Zwölferholz wird Naturschutzgebiet

Veröffentlicht am 09.11.2017 in Kommunalpolitik

Wir lesen in der Zeitung, dass das Zwölferholz zum Natur- und Landschaftsschutzgebiet wird. Regierungspräsidentin Bärbel Schäfer freut sich darüber und zählt penibel auf, was es dort alles an tollen und selten Pflanzen und Tieren gibt. Das stimmt, die gibt es und das ist auch wirklich toll. Das finden wir auch.

Was sie aber in ihrer Lobpreisung vergisst: Sie verliert kein Wort darüber, warum es diese tolle Vielfalt dort gibt. Was der Grund dafür sein könnte, dass dieses und jenes nicht verschwunden ist vieles anderes dazugekommen ist.

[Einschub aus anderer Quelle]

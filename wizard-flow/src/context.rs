use dashmap::DashMap;
use serde::{Deserialize, Deserializer, Serialize, Serializer};
use serde_json::{Map, Value};
use std::sync::Arc;

use crate::error::{GraphError, Result};

/// Typed key/value state shared by every task of a session.
///
/// Values are stored as JSON so that any serde type can be kept here and the
/// whole context can be snapshotted for inspection. Clones share the same
/// underlying map.
#[derive(Clone, Debug)]
pub struct Context {
    data: Arc<DashMap<String, Value>>,
}

impl Context {
    pub fn new() -> Self {
        Self {
            data: Arc::new(DashMap::new()),
        }
    }

    pub async fn set(&self, key: impl Into<String>, value: impl Serialize) -> Result<()> {
        self.set_sync(key, value)
    }

    pub async fn get<T: serde::de::DeserializeOwned>(&self, key: &str) -> Option<T> {
        self.get_sync(key)
    }

    /// Synchronous variant of [`Context::set`], usable from edge conditions.
    pub fn set_sync(&self, key: impl Into<String>, value: impl Serialize) -> Result<()> {
        let key = key.into();
        let value = serde_json::to_value(value)
            .map_err(|e| GraphError::ContextError(format!("failed to serialize {key}: {e}")))?;
        self.data.insert(key, value);
        Ok(())
    }

    /// Synchronous variant of [`Context::get`]. A value that no longer matches
    /// `T` reads as absent.
    pub fn get_sync<T: serde::de::DeserializeOwned>(&self, key: &str) -> Option<T> {
        self.data
            .get(key)
            .and_then(|v| serde_json::from_value(v.clone()).ok())
    }

    pub fn contains(&self, key: &str) -> bool {
        self.data.contains_key(key)
    }

    pub async fn remove(&self, key: &str) -> Option<Value> {
        self.data.remove(key).map(|(_, v)| v)
    }

    pub async fn clear(&self) {
        self.data.clear();
    }

    /// Point-in-time copy of every entry, ordered by key.
    pub fn snapshot(&self) -> Map<String, Value> {
        let mut entries: Vec<(String, Value)> = self
            .data
            .iter()
            .map(|entry| (entry.key().clone(), entry.value().clone()))
            .collect();
        entries.sort_by(|a, b| a.0.cmp(&b.0));
        entries.into_iter().collect()
    }
}

impl Default for Context {
    fn default() -> Self {
        Self::new()
    }
}

impl Serialize for Context {
    fn serialize<S: Serializer>(&self, serializer: S) -> std::result::Result<S::Ok, S::Error> {
        self.snapshot().serialize(serializer)
    }
}

impl<'de> Deserialize<'de> for Context {
    fn deserialize<D: Deserializer<'de>>(deserializer: D) -> std::result::Result<Self, D::Error> {
        let entries = Map::<String, Value>::deserialize(deserializer)?;
        let context = Context::new();
        for (key, value) in entries {
            context.data.insert(key, value);
        }
        Ok(context)
    }
}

Die Art der Bewirtschaftung ist es schließlich, die das Zwölferholz zu dem gemacht hat, was es heute ist. Der Wald wird sehr kleinteilig von vielen Eigentümern und Gruppen mit viel Liebe und noch größerem Aufwand bewirtschaftet. Genau diese Art verhindert größeren Kahlschlag oder eine insgesamt zu intensive Bewirtschaftung und hat es deshalb den Arten ja erst ermöglicht zu bleiben oder sich anzusiedeln.

Dafür wäre dann eigentlich mal ein Dank an die Waldbesitzer fällig, aber den gibt es nicht auch nicht in der Original-Pressemitteilung. Im Gegenteil: Die Waldbesitzer sollen vermutlich noch dankbar sein, dass man die „Belange der Privatwaldbesitzer weitestgehend berücksichtigen“ konnte.

Finde den Fehler! Warum schränkt man eigentlich irgendwas ein, was offensichtlich sehr erfolgreich ist? Bei der Vorstellung des Projektes im Merdinger Gemeinderat gab es von allen Ratsmitgliedern heftige Kritik an diesen Plänen und das Gremium hat sich einstimmig gegen die Ausweisung als Naturschutzgebiet ausgesprochen. Mit Begründungen, die der hier vorgetragenen stark ähneln.